Documentário sobre prisão de Caetano é selecionado para o Festival de Veneza
Live do Caetano Veloso talvez não role mesmo, mas documentário sobre ele, pode apostar que sim.
Dupla que estreou na seara de documentários com o ótimo “Uma noite em 67” (disponível no Canal Brasil Play), sobre o lendário Festival de Música Popular Brasileira da TV Record, Ricardo Calil e Renato Terra emplacaram nesta terça-feira (28) o seu novo documentário na seleção do 77º Festival de cinema de Veneza, que acontecerá de 2 a 12 de setembro próximo. “Narciso em Férias” (“Narcissus off Duty”) estará, portanto, no primeiro festival em formato presencial desde o início da pandemia de Covid-19. O filme participa da seção oficial Out of Competition.
Focado na prisão de Caetano Veloso em 27 de dezembro de 1968, 14 dias após o decreto do AI-5, o documentário tem produção de Paula Lavigne e é uma realização da Uns Produções, coproduzido pela VideoFilmes, de Walter Salles e João Moreira Salles.
No longa, Caetano Veloso relembra sua prisão na Ditadura Militar, quando ele e Gilberto Gil foram retirados de suas casas em São Paulo por agentes à paisana. Sem receber explicações do regime, foram levados ao Rio de Janeiro, deixados em duas solitárias por uma semana e depois transferidos para celas. A censura prévia impediu os jornais de divulgarem suas prisões.
O relato de Caetano sobre aqueles dias chega 52 anos depois, quando o músico relata às câmeras do documentário o período mais duro de sua vida, refletindo sobre os 54 dias que passou encarcerado.
O título “Narciso em Férias“, que também dá nome ao capítulo sobre a prisão de Caetano em seu livro “Verdade Tropical“, vem do romance “Este Lado do Paraíso”, do escritor norte-americano F. Scott Fitzgerald. Ele se refere ao fato de Caetano ter passado quase dois meses sem se olhar no espelho.
Foi na prisão que o compositor recebeu de Dedé, então sua mulher, um exemplar da revista Manchete com fotos inéditas da Terra vista do espaço, o que inspirou a composição da música “Terra” dez anos depois.
No cárcere, Caetano compôs “Irene”, lembrando a risada de sua irmã caçula.
Dos dias na solitária, Caetano lembra: “Eu tinha que comer ali no chão mesmo. Isso durou uma semana, mas pareceu uma eternidade. Eu comecei a achar que a vida era aquilo ali. Só aquilo. E que a lembrança do apartamento, dos shows, da vida lá fora era uma espécie de sonho que eu tinha tido. Me lembro muito de uma frase que o Rogério Duarte me disse logo que eu fui solto: ‘Quando a gente é preso, é preso para sempre’. Acho que é assim mesmo”, afirma Caetano no documentário.

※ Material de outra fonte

//! Log, event and message reports originating in this process.
//!
//! Every report is checked against the masks the device pushed, built in a
//! pool buffer and written as one record. The leading data type tells the
//! device which consumers (local tool, DCI clients) want it:
//!
//! ```text
//! log:   data_type:u32 0x10 more:u8 len:u16 { len:u16 code:u16 ts:u64 } payload
//! event: data_type:u32 0x60 len:u16 id:u16 ts:u64 [payload_len:u8] payload
//! msg:   data_type:u32 0x79 ts_type:u8 num_args:u8 drop_cnt:u8 ts:u64
//!        line:u16 ssid:u16 ss_mask:u32 args:u32* fmt\0 file\0
//! ```
//!
//! Timestamps count 1.25 ms ticks in the upper 48 bits.

use std::sync::atomic::{AtomicU32, AtomicUsize, Ordering};
use std::sync::Arc;

use bytes::BufMut;

use crate::error::{DiagError, Result};
use crate::masks::MaskState;
use crate::pool::{BufferPool, PoolBuffer, PoolClass};
use crate::protocol::stream::{
    DATA_TYPE_DCI_EVENT, DATA_TYPE_DCI_LOG, DATA_TYPE_EVENT, DATA_TYPE_F3, DATA_TYPE_LOG,
    DIAG_EVENT_REPORT_F, DIAG_EXT_MSG_F, DIAG_LOG_F,
};
use crate::transport::Device;

/// Size of the header in front of every log payload.
pub const LOG_HEADER_SIZE: usize = 12;

/// Highest event id.
pub const EVENT_LAST_ID: u16 = 0x0fff;

/// Largest event payload.
pub const MAX_EVENT_PAYLOAD: usize = u8::MAX as usize;

/// Most arguments a message may carry.
pub const MAX_MSG_ARGS: usize = 9;

const TAG_SIZE: usize = 4;

/// Event id, timestamp and length field of an event.
const EVENT_HEADER_SIZE: usize = 2 + 8;

/// A message call site: where it is and which subsystem mask gates it.
#[derive(Debug, Clone, Copy, PartialEq, Eq)]
pub struct MsgDescriptor<'a> {
    pub line: u16,
    pub ssid: u16,
    pub ss_mask: u32,
    pub fmt: &'a str,
    /// Source path; only the part after the last separator is sent.
    pub file: &'a str,
}

/// Current time in report timestamp format.
pub fn timestamp() -> u64 {
    let ms = chrono::Utc::now().timestamp_millis().max(0) as u64;
    (ms * 4 / 5) << 16
}

/// Last component of `path`, splitting on `/`, `\` and `:`.
pub fn abbreviate_file(path: &str) -> &str {
    path.rsplit(|c| matches!(c, '/' | '\\' | ':'))
        .next()
        .unwrap_or(path)
}

/// Builds and writes reports gated by the current masks.
pub struct Reporter {
    device: Arc<dyn Device>,
    pool: BufferPool,
    masks: Arc<MaskState>,
    commit_failures: AtomicUsize,
    /// Messages lost since the last one sent.
    msg_drops: AtomicU32,
}

impl Reporter {
    pub fn new(device: Arc<dyn Device>, pool: BufferPool, masks: Arc<MaskState>) -> Self {
        Self {
            device,
            pool,
            masks,
            commit_failures: AtomicUsize::new(0),
            msg_drops: AtomicU32::new(0),
        }
    }

    /// Send log `code` if the log mask, or the DCI log mask of a registered
    /// DCI client, enables it. Returns `false` when masked off.
    pub fn log_submit(&self, code: u16, payload: &[u8]) -> Result<bool> {
        self.check_open()?;
        if payload.is_empty() {
            return Err(DiagError::InvalidParameter(format!(
                "log {:#06x} without payload",
                code
            )));
        }
        let log_len = LOG_HEADER_SIZE + payload.len();
        if log_len > usize::from(u16::MAX) {
            return Err(DiagError::HugePacket {
                size: log_len,
                max: usize::from(u16::MAX),
            });
        }

        let mut data_type = 0;
        if self.masks.log_enabled(code) {
            data_type |= DATA_TYPE_LOG;
        }
        if self.masks.dci_log_enabled(code) {
            data_type |= DATA_TYPE_DCI_LOG;
        }
        if data_type == 0 {
            return Ok(false);
        }

        let mut buf = self.buffer(TAG_SIZE + 4 + log_len)?;
        let frame = buf.vec_mut();
        frame.put_u32_le(data_type);
        frame.put_u8(DIAG_LOG_F);
        frame.put_u8(0);
        frame.put_u16_le(log_len as u16);
        frame.put_u16_le(log_len as u16);
        frame.put_u16_le(code);
        frame.put_u64_le(timestamp());
        frame.put_slice(payload);
        self.write(&buf)?;
        Ok(true)
    }

    /// Send event `id` without payload.
    pub fn event_report(&self, id: u16) -> Result<bool> {
        self.event_report_payload(id, &[])
    }

    /// Send event `id` if the event mask, or the DCI event mask of a
    /// registered DCI client, enables it. Returns `false` when masked off.
    pub fn event_report_payload(&self, id: u16, payload: &[u8]) -> Result<bool> {
        self.check_open()?;
        if id > EVENT_LAST_ID {
            return Err(DiagError::InvalidParameter(format!("event id {:#x}", id)));
        }
        if payload.len() > MAX_EVENT_PAYLOAD {
            return Err(DiagError::HugePacket {
                size: payload.len(),
                max: MAX_EVENT_PAYLOAD,
            });
        }

        let local = self.masks.event_enabled(id);
        let dci = self.masks.dci_event_enabled(id);
        if !local && !dci {
            return Ok(false);
        }
        let mut data_type = DATA_TYPE_EVENT;
        if dci {
            data_type |= DATA_TYPE_DCI_EVENT;
        }

        // payloads of up to two bytes go without their length byte
        let (len_code, body_len) = match payload.len() {
            n @ 0..=2 => (n as u16, n),
            n => (3, n + 1),
        };
        let length = EVENT_HEADER_SIZE + body_len;
        let mut buf = self.buffer(TAG_SIZE + 3 + length)?;
        let frame = buf.vec_mut();
        frame.put_u32_le(data_type);
        frame.put_u8(DIAG_EVENT_REPORT_F);
        frame.put_u16_le(length as u16);
        frame.put_u16_le(id | len_code << 13);
        frame.put_u64_le(timestamp());
        if len_code == 3 {
            frame.put_u8(payload.len() as u8);
        }
        frame.put_slice(payload);
        self.write(&buf)?;
        Ok(true)
    }

    /// Send a message with its arguments if the message mask enables any
    /// bit of `desc.ss_mask` for `desc.ssid`. Returns `false` when masked off.
    pub fn msg_send(&self, desc: &MsgDescriptor<'_>, args: &[u32]) -> Result<bool> {
        self.check_open()?;
        if args.len() > MAX_MSG_ARGS {
            return Err(DiagError::InvalidParameter(format!(
                "{} message arguments",
                args.len()
            )));
        }
        if !self.masks.msg_enabled(desc.ssid, desc.ss_mask) {
            return Ok(false);
        }

        let file = abbreviate_file(desc.file);
        let size = TAG_SIZE + 12 + 8 + 4 * args.len() + desc.fmt.len() + file.len() + 2;
        let mut buf = match self.buffer(size) {
            Ok(buf) => buf,
            Err(e) => {
                self.msg_drops.fetch_add(1, Ordering::Relaxed);
                return Err(e);
            }
        };
        let drop_cnt = self.msg_drops.swap(0, Ordering::Relaxed).min(u32::from(u8::MAX)) as u8;

        let frame = buf.vec_mut();
        frame.put_u32_le(DATA_TYPE_F3);
        frame.put_u8(DIAG_EXT_MSG_F);
        frame.put_u8(0);
        frame.put_u8(args.len() as u8);
        frame.put_u8(drop_cnt);
        frame.put_u64_le(timestamp());
        frame.put_u16_le(desc.line);
        frame.put_u16_le(desc.ssid);
        frame.put_u32_le(desc.ss_mask);
        for arg in args {
            frame.put_u32_le(*arg);
        }
        frame.put_slice(desc.fmt.as_bytes());
        frame.put_u8(0);
        frame.put_slice(file.as_bytes());
        frame.put_u8(0);
        self.write(&buf)?;
        Ok(true)
    }

    /// Number of report writes that failed.
    pub fn commit_failures(&self) -> usize {
        self.commit_failures.load(Ordering::Relaxed)
    }

    fn check_open(&self) -> Result<()> {
        if self.device.is_open() {
            Ok(())
        } else {
            Err(DiagError::DeviceClosed)
        }
    }

    fn buffer(&self, size: usize) -> Result<PoolBuffer> {
        self.pool.alloc(size, PoolClass::General).map_err(|e| {
            tracing::error!("Could not allocate {} byte report: {}", size, e);
            e
        })
    }

    fn write(&self, frame: &[u8]) -> Result<()> {
        self.device.write(frame).map_err(|e| {
            tracing::warn!("Report write of {} bytes failed: {}", frame.len(), e);
            self.commit_failures.fetch_add(1, Ordering::Relaxed);
            e
        })
    }
}

#[cfg(test)]
mod tests {
    use super::*;
    use crate::config::PoolConfig;
    use crate::masks::{MaskKind, DCI_LOG_MASK_STRIDE};
    use crate::transport::LoopbackDevice;

    fn reporter() -> (Arc<LoopbackDevice>, Arc<MaskState>, Reporter) {
        let device = Arc::new(LoopbackDevice::new());
        let pool = BufferPool::new(&PoolConfig::default());
        pool.init();
        let masks = Arc::new(MaskState::new());
        let reporter = Reporter::new(device.clone(), pool, Arc::clone(&masks));
        (device, masks, reporter)
    }

    fn le16(b: &[u8], at: usize) -> u16 {
        u16::from_le_bytes([b[at], b[at + 1]])
    }

    fn le32(b: &[u8], at: usize) -> u32 {
        u32::from_le_bytes([b[at], b[at + 1], b[at + 2], b[at + 3]])
    }

    /// Log mask enabling `items` of equipment 1.
    fn log_mask(items: &[usize]) -> Vec<u8> {
        let mut data = vec![1];
        data.extend_from_slice(&16u32.to_le_bytes());
        let mut bits = [0u8; 2];
        for &i in items {
            bits[i / 8] |= 1 << (i % 8);
        }
        data.extend_from_slice(&bits);
        data
    }

    fn msg_mask(ssid: u16, level: u32) -> Vec<u8> {
        let mut data = Vec::new();
        data.extend_from_slice(&ssid.to_le_bytes());
        data.extend_from_slice(&ssid.to_le_bytes());
        data.extend_from_slice(&level.to_le_bytes());
        data
    }

    #[test]
    fn test_log_gated_by_mask() {
        let (device, masks, reporter) = reporter();
        masks.update(MaskKind::Log, &log_mask(&[3]));

        assert!(!reporter.log_submit(0x1004, b"off").unwrap());
        assert!(device.written().is_empty());

        assert!(reporter.log_submit(0x1003, b"on").unwrap());
        let written = device.written();
        assert_eq!(written.len(), 1);
        let frame = &written[0];
        assert_eq!(le32(frame, 0), DATA_TYPE_LOG);
        assert_eq!(frame[4], DIAG_LOG_F);
        assert_eq!(frame[5], 0);
        assert_eq!(le16(frame, 6), 14);
        assert_eq!(le16(frame, 8), 14);
        assert_eq!(le16(frame, 10), 0x1003);
        assert_eq!(&frame[20..], b"on");
    }

    #[test]
    fn test_log_for_dci_client_only() {
        let (device, masks, reporter) = reporter();
        let mut dci = 1i32.to_le_bytes().to_vec();
        let mut bits = vec![0u8; 2 * DCI_LOG_MASK_STRIDE];
        bits[DCI_LOG_MASK_STRIDE + 2] = 1;
        dci.append(&mut bits);
        masks.update(MaskKind::DciLog, &dci);

        assert!(reporter.log_submit(0x1000, b"x").unwrap());
        assert_eq!(le32(&device.written()[0], 0), DATA_TYPE_DCI_LOG);
    }

    #[test]
    fn test_log_requires_payload() {
        let (_device, masks, reporter) = reporter();
        masks.update(MaskKind::Log, &log_mask(&[3]));
        assert!(matches!(
            reporter.log_submit(0x1003, &[]),
            Err(DiagError::InvalidParameter(_))
        ));
    }

    #[test]
    fn test_event_gated_by_mask() {
        let (device, masks, reporter) = reporter();
        masks.update(MaskKind::Event, &[0b0000_0100]);

        assert!(!reporter.event_report(1).unwrap());
        assert!(device.written().is_empty());

        assert!(reporter.event_report(2).unwrap());
        let frame = device.take_written().remove(0);
        assert_eq!(le32(&frame, 0), DATA_TYPE_EVENT);
        assert_eq!(frame[4], DIAG_EVENT_REPORT_F);
        assert_eq!(le16(&frame, 5), 10);
        assert_eq!(le16(&frame, 7), 2);
        assert_eq!(frame.len(), 4 + 3 + 10);
    }

    #[test]
    fn test_event_payload_encoding() {
        let (device, masks, reporter) = reporter();
        masks.update(MaskKind::Event, &[0xff]);
        let mut dci = 1i32.to_le_bytes().to_vec();
        dci.push(0b0000_0001);
        masks.update(MaskKind::DciEvent, &dci);

        assert!(reporter.event_report_payload(0, &[7, 8]).unwrap());
        assert!(reporter.event_report_payload(5, &[1, 2, 3]).unwrap());
        let written = device.written();

        let short = &written[0];
        assert_eq!(le32(short, 0), DATA_TYPE_EVENT | DATA_TYPE_DCI_EVENT);
        assert_eq!(le16(short, 5), 12);
        assert_eq!(le16(short, 7), 2 << 13);
        assert_eq!(&short[17..], &[7, 8]);

        let long = &written[1];
        assert_eq!(le32(long, 0), DATA_TYPE_EVENT);
        assert_eq!(le16(long, 5), 14);
        assert_eq!(le16(long, 7), 5 | 3 << 13);
        assert_eq!(&long[17..], &[3, 1, 2, 3]);
    }

    #[test]
    fn test_event_limits() {
        let (_device, masks, reporter) = reporter();
        masks.update(MaskKind::Event, &[0xff; 512]);
        assert!(matches!(
            reporter.event_report(0x1000),
            Err(DiagError::InvalidParameter(_))
        ));
        assert!(matches!(
            reporter.event_report_payload(1, &[0; 256]),
            Err(DiagError::HugePacket { size: 256, .. })
        ));
    }

    #[test]
    fn test_msg_gated_by_mask() {
        let (device, masks, reporter) = reporter();
        masks.update(MaskKind::Msg, &msg_mask(20, 0x4));
        let desc = MsgDescriptor {
            line: 77,
            ssid: 20,
            ss_mask: 0x4,
            fmt: "value %d",
            file: "vendor/diag/src/lsm.c",
        };

        assert!(!reporter
            .msg_send(&MsgDescriptor { ss_mask: 0x1, ..desc }, &[1])
            .unwrap());
        assert!(device.written().is_empty());

        assert!(reporter.msg_send(&desc, &[42]).unwrap());
        let frame = device.take_written().remove(0);
        assert_eq!(le32(&frame, 0), DATA_TYPE_F3);
        assert_eq!(frame[4], DIAG_EXT_MSG_F);
        assert_eq!(frame[6], 1);
        assert_eq!(frame[7], 0);
        assert_eq!(le16(&frame, 16), 77);
        assert_eq!(le16(&frame, 18), 20);
        assert_eq!(le32(&frame, 20), 0x4);
        assert_eq!(le32(&frame, 24), 42);
        assert_eq!(&frame[28..], b"value %d\0lsm.c\0");
    }

    #[test]
    fn test_msg_too_many_args() {
        let (_device, masks, reporter) = reporter();
        masks.update(MaskKind::Msg, &msg_mask(1, 1));
        let desc = MsgDescriptor {
            line: 1,
            ssid: 1,
            ss_mask: 1,
            fmt: "",
            file: "",
        };
        assert!(reporter.msg_send(&desc, &[0; MAX_MSG_ARGS]).is_ok());
        assert!(reporter.msg_send(&desc, &[0; MAX_MSG_ARGS + 1]).is_err());
    }

    #[test]
    fn test_closed_device_and_write_failure() {
        let (device, masks, reporter) = reporter();
        masks.update(MaskKind::Event, &[0xff]);
        device.set_fail_writes(true);
        assert!(reporter.event_report(1).is_err());
        assert_eq!(reporter.commit_failures(), 1);

        device.close();
        assert!(matches!(
            reporter.event_report(1),
            Err(DiagError::DeviceClosed)
        ));
    }

    #[test]
    fn test_abbreviate_file() {
        assert_eq!(abbreviate_file("a/b/c.c"), "c.c");
        assert_eq!(abbreviate_file(r"C:\src\x.c"), "x.c");
        assert_eq!(abbreviate_file("drive:y.c"), "y.c");
        assert_eq!(abbreviate_file("plain.c"), "plain.c");
    }

    #[test]
    fn test_timestamp_ticks() {
        let ts = timestamp();
        assert_eq!(ts & 0xffff, 0);
        assert!(ts >> 16 > 0);
    }
}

“A beleza deste filme está na maneira como Caetano Veloso, o artista em questão, hoje com 77 anos, é capaz de nos levar de volta àquela cela e nos fazer partilhar da impotência do rapaz preso. A simplicidade da encenação -um homem sentado de pernas cruzadas diante de uma parede de concreto, nada mais– dá voz ao essencial, uma escolha ao mesmo tempo estética e moral. Diante da violência, qualquer excesso seria injustificado. Este é um filme sobre o Brasil de antes e talvez de amanhã. Os fantasmas continuam entre nós”, analisa o coprodutor João Moreira Salles.
“Estrear o filme em Veneza é um sonho. Duas pessoas tiveram papel fundamental nesse processo: João Moreira Salles e Paula Lavigne. Conheci o João há 12 anos e, por causa dele, convivi com Eduardo Coutinho. Cada decisão que tomei no projeto veio desse aprendizado com João e Coutinho. A Paula teve a iniciativa do filme e, desde o convite, apoiou todas as decisões que tomei, confiou, me deu confiança. ‘Narciso em Férias’ respeita e amplifica cada palavra, memória, gesto, silêncio de Caetano. Agora, queremos mostrar isso para o mundo“, afirma o diretor e roteirista Renato Terra.
“Estamos felizes e honrados de iniciar a trajetória do filme pelo Festival de Veneza, que é ao mesmo tempo o primeiro festival de cinema do mundo e o primeiro que será presencial no mundo pós-pandemia. É um evento histórico que pode apontar como será o cinema nessa nova realidade. Para nós, faz todo sentido que a estreia seja lá. ‘Narciso em Férias’ é um filme que fala do passado do Brasil, por meio das memórias de Caetano Veloso sobre sua prisão na ditadura, mas também tem muito a dizer sobre o presente do país”, explica o diretor e roteirista Ricardo Calil.